EXERCISE PROMPT:
Nothing but the lines holding the string "NoAction" should appear in the answer. Copy them from the entries.

INPUT RECORDS:

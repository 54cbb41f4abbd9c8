//! Collection recommendation policy.

use rust_decimal::Decimal;

use super::types::RecommendedAction;

/// Overdue months above which eviction is warned.
pub const EVICTION_OVERDUE_MONTHS: u32 = 2;

/// Picks the collection step for a tenant's totals.
///
/// Rules are checked in order; the first match wins:
///
/// 1. nothing pending -> `NoAction`
/// 2. more than [`EVICTION_OVERDUE_MONTHS`] overdue -> `EvictionWarning`
/// 3. any overdue -> `Notice`
/// 4. more than one month pending -> `UrgentFollowUp`
/// 5. otherwise -> `FollowUp`
#[must_use]
pub fn recommend(total_pending: Decimal, pending_months: u32, overdue_months: u32) -> RecommendedAction {
    if total_pending <= Decimal::ZERO {
        RecommendedAction::NoAction
    } else if overdue_months > EVICTION_OVERDUE_MONTHS {
        RecommendedAction::EvictionWarning
    } else if overdue_months >= 1 {
        RecommendedAction::Notice
    } else if pending_months > 1 {
        RecommendedAction::UrgentFollowUp
    } else {
        RecommendedAction::FollowUp
    }
}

EXERCISE OUTPUT:
/// 1. nothing pending -> `NoAction`
        RecommendedAction::NoAction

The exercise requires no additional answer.